San Francisco Police Officers' Ass'n v. City & County of San Francisco

WIGGINS, Circuit Judge,

dissenting:

The opinion holds that the appeal is now moot because the City promises to not again set scoring standards for an examination and then change them after the test is given. In effect, the City recognizes that the rescoring of the examination was wrongful as to those officers who were displaced from the promotional lists by the reweighting. The majority, nevertheless, states that individuals who have suffered from such a discriminatory practice are not “automatically entitled” to relief.
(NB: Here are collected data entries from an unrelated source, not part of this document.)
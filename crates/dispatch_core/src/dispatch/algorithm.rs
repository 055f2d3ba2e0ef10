use tracing::Span;

use crate::config::{DispatchConfig, StrategyKind};
use crate::error::{ConfigError, DispatchError};
use crate::model::RequestId;

use super::assignment::AssignmentStrategy;
use super::rule_based::RuleBasedStrategy;
use super::snapshot::CycleSnapshot;
use super::state::{DispatchContext, DispatchState};
use super::types::CycleReport;

/// Trait for insertion strategies that pair unplanned requests with vehicles.
pub trait InsertionStrategy: Send + Sync {
    fn name(&self) -> &'static str;

    /// Open confirmations for requests in `planning` (ascending id order).
    /// Confirmations that complete at creation are committed before returning.
    fn schedule(
        &mut self,
        planning: &[RequestId],
        snapshot: &CycleSnapshot,
        state: &mut DispatchState,
        ctx: &mut DispatchContext<'_>,
        report: &mut CycleReport,
    ) -> Result<(), DispatchError>;
}

pub fn build_strategy(
    config: &DispatchConfig,
    span: Span,
) -> Result<Box<dyn InsertionStrategy>, ConfigError> {
    Ok(match config.strategy {
        StrategyKind::RuleBased => Box::new(RuleBasedStrategy::new(config, span)),
        StrategyKind::Assignment => Box::new(AssignmentStrategy::new(config, span)?),
    })
}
Under Article III, section 2, of the Constitution, the federal courts lack power to decide questions that cannot affect the rights of litigants in the case before them. De Funis v. Odegaard, 416 U.S. 312, 316, 94 S.Ct. 1704, 1705, 40 L.Ed.2d 164 (1974) (per curiam). An appeal becomes moot when: (1) it can be said with assurance that there is no reasonable expectation that the alleged violation will recur; and (2) interim relief or events have completely and irrevocably eradicated the effects of the alleged violation. County of Los Angeles v. Davis, 440 U.S. 625, 631, 99 S.Ct. 1379, 1383, 59 L.Ed.2d 642 (1979). Both conditions must be satisfied before it can be said that neither party has a legally cognizable interest in the final determination of the underlying questions of fact and law. Id. The burden of demonstrating mootness is heavy. U.S. v. W.T. Grant Co., 345 U.S. 629, 632-33, 73 S.Ct. 894, 897, 97 L.Ed. 1303 (1953).

The City has “voluntarily” promised to not again rescore examinations in the way that it did. As a general rule, “voluntary cessation of allegedly illegal conduct does not deprive the tribunal of power to hear and determine the case ...” Id. at 632, 73 S.Ct. at 897. Whether the City’s concession provides sufficient “assurance” that it will not again violate the Title 7 rights of its police officers is open to question. Certainly, however, the effects of the City’s violation have not been eradicated. The officers who had previously scored in the top group and then were displaced by the reweighting still suffer the effects of the City’s discriminatory practice. Their seniority, pay and rank in the Department *1129are still adversely affected by the rescor-ing. It cannot be said that interim relief or events have completely and irrevocably eradicated the effects of the City’s violation. These officers still possess legally cognizable claims for the effects of the City’s discriminatory practice as it affected their careers in the Department.

It is unacceptable to me that this court finds a test to be improperly administered to the detriment of specific plaintiffs, but refuses to grant relief. To permit those who have been improperly rewarded to retain their positions is simply renouncing our duty to correct legal errors. Specific plaintiffs have experienced specific wrongs.

Nor is the avoidance of the asserted inequitable result of ousting the incumbent officers from their positions an adequate justification for the majority’s action. The majority agrees that the incumbent officers were improperly selected. These improperly selected officers gain no equity by reason of their occupancy of unearned positions. That they were personally uninvolved in wrongfully reweighing the test is irrelevant. The plaintiffs are just as innocent. We should not choose between innocent classes. We should simply order the test to be regiven fairly and accept its results.